►
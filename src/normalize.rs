//! Timestamp parsing and duration derivation.
//!
//! Normalization is total over well-formed entries; a single bad timestamp
//! fails the whole batch rather than silently dropping a row. Entries that
//! end before they start are rejected outright: a negative duration reaching
//! a billing import is worse than a failed report.

use chrono::{DateTime, NaiveDateTime};
use thiserror::Error;

use crate::model::{NormalizedEntry, RawTimeEntry};

#[derive(Debug, Error, PartialEq)]
pub enum NormalizeError {
  #[error("unparseable timestamp {value:?} in entry {description:?}")]
  BadTimestamp { value: String, description: String },

  #[error("entry {description:?} ends before it starts ({start} > {end})")]
  NegativeDuration {
    description: String,
    start: NaiveDateTime,
    end: NaiveDateTime,
  },
}

/// Accepts RFC3339 (what the API emits) and falls back to naive
/// `YYYY-MM-DDTHH:MM[:SS]` forms. Offsets are dropped: day bucketing and
/// durations work on the wall-clock time the entry was recorded with.
pub fn parse_timestamp(s: &str) -> Option<NaiveDateTime> {
  if let Ok(dt) = DateTime::parse_from_rfc3339(s) {
    return Some(dt.naive_local());
  }

  for fmt in ["%Y-%m-%dT%H:%M:%S", "%Y-%m-%dT%H:%M"] {
    if let Ok(dt) = NaiveDateTime::parse_from_str(s, fmt) {
      return Some(dt);
    }
  }

  None
}

pub fn normalize(raw: &RawTimeEntry) -> Result<NormalizedEntry, NormalizeError> {
  let parse = |value: &str| {
    parse_timestamp(value).ok_or_else(|| NormalizeError::BadTimestamp {
      value: value.to_string(),
      description: raw.description.clone(),
    })
  };

  let start = parse(&raw.start)?;
  let end = parse(&raw.end)?;

  if end < start {
    return Err(NormalizeError::NegativeDuration {
      description: raw.description.clone(),
      start,
      end,
    });
  }

  let duration_minutes = (end - start).num_seconds() as f64 / 60.0;

  Ok(NormalizedEntry {
    client: raw.client.clone(),
    project: raw.project.clone(),
    description: raw.description.clone(),
    user: raw.user.clone(),
    tags: raw.tags.clone(),
    start,
    end,
    duration_minutes,
    duration_hours: duration_minutes / 60.0,
  })
}

pub fn normalize_all(raws: &[RawTimeEntry]) -> Result<Vec<NormalizedEntry>, NormalizeError> {
  raws.iter().map(normalize).collect()
}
◄
*What you need to do*:
Copy the data once more. Leave nothing out.

*Solved problem*:
filename src/normalize.rs
//! Timestamp parsing and duration derivation.
//!
//! Normalization is total over well-formed entries; a single bad timestamp
//! fails the whole batch rather than silently dropping a row. Entries that
//! end before they start are rejected outright: a negative duration reaching
//! a billing import is worse than a failed report.

use chrono::{DateTime, NaiveDateTime};
use thiserror::Error;

use crate::model::{NormalizedEntry, RawTimeEntry};

#[derive(Debug, Error, PartialEq)]
pub enum NormalizeError {
  #[error("unparseable timestamp {value:?} in entry {description:?}")]
  BadTimestamp { value: String, description: String },

  #[error("entry {description:?} ends before it starts ({start} > {end})")]
  NegativeDuration {
    description: String,
    start: NaiveDateTime,
    end: NaiveDateTime,
  },
}

/// Accepts RFC3339 (what the API emits) and falls back to naive
/// `YYYY-MM-DDTHH:MM[:SS]` forms. Offsets are dropped: day bucketing and
/// durations work on the wall-clock time the entry was recorded with.
pub fn parse_timestamp(s: &str) -> Option<NaiveDateTime> {
  if let Ok(dt) = DateTime::parse_from_rfc3339(s) {
    return Some(dt.naive_local());
  }

  for fmt in ["%Y-%m-%dT%H:%M:%S", "%Y-%m-%dT%H:%M"] {
    if let Ok(dt) = NaiveDateTime::parse_from_str(s, fmt) {
      return Some(dt);
    }
  }

  None
}

pub fn normalize(raw: &RawTimeEntry) -> Result<NormalizedEntry, NormalizeError> {
  let parse = |value: &str| {
    parse_timestamp(value).ok_or_else(|| NormalizeError::BadTimestamp {
      value: value.to_string(),
      description: raw.description.clone(),
    })
  };

  let start = parse(&raw.start)?;
  let end = parse(&raw.end)?;

  if end < start {
    return Err(NormalizeError::NegativeDuration {
      description: raw.description.clone(),
      start,
      end,
    });
  }

  let duration_minutes = (end - start).num_seconds() as f64 / 60.0;

  Ok(NormalizedEntry {
    client: raw.client.clone(),
    project: raw.project.clone(),
    description: raw.description.clone(),
    user: raw.user.clone(),
    tags: raw.tags.clone(),
    start,
    end,
    duration_minutes,
    duration_hours: duration_minutes / 60.0,
  })
}

pub fn normalize_all(raws: &[RawTimeEntry]) -> Result<Vec<NormalizedEntry>, NormalizeError> {
  raws.iter().map(normalize).collect()
}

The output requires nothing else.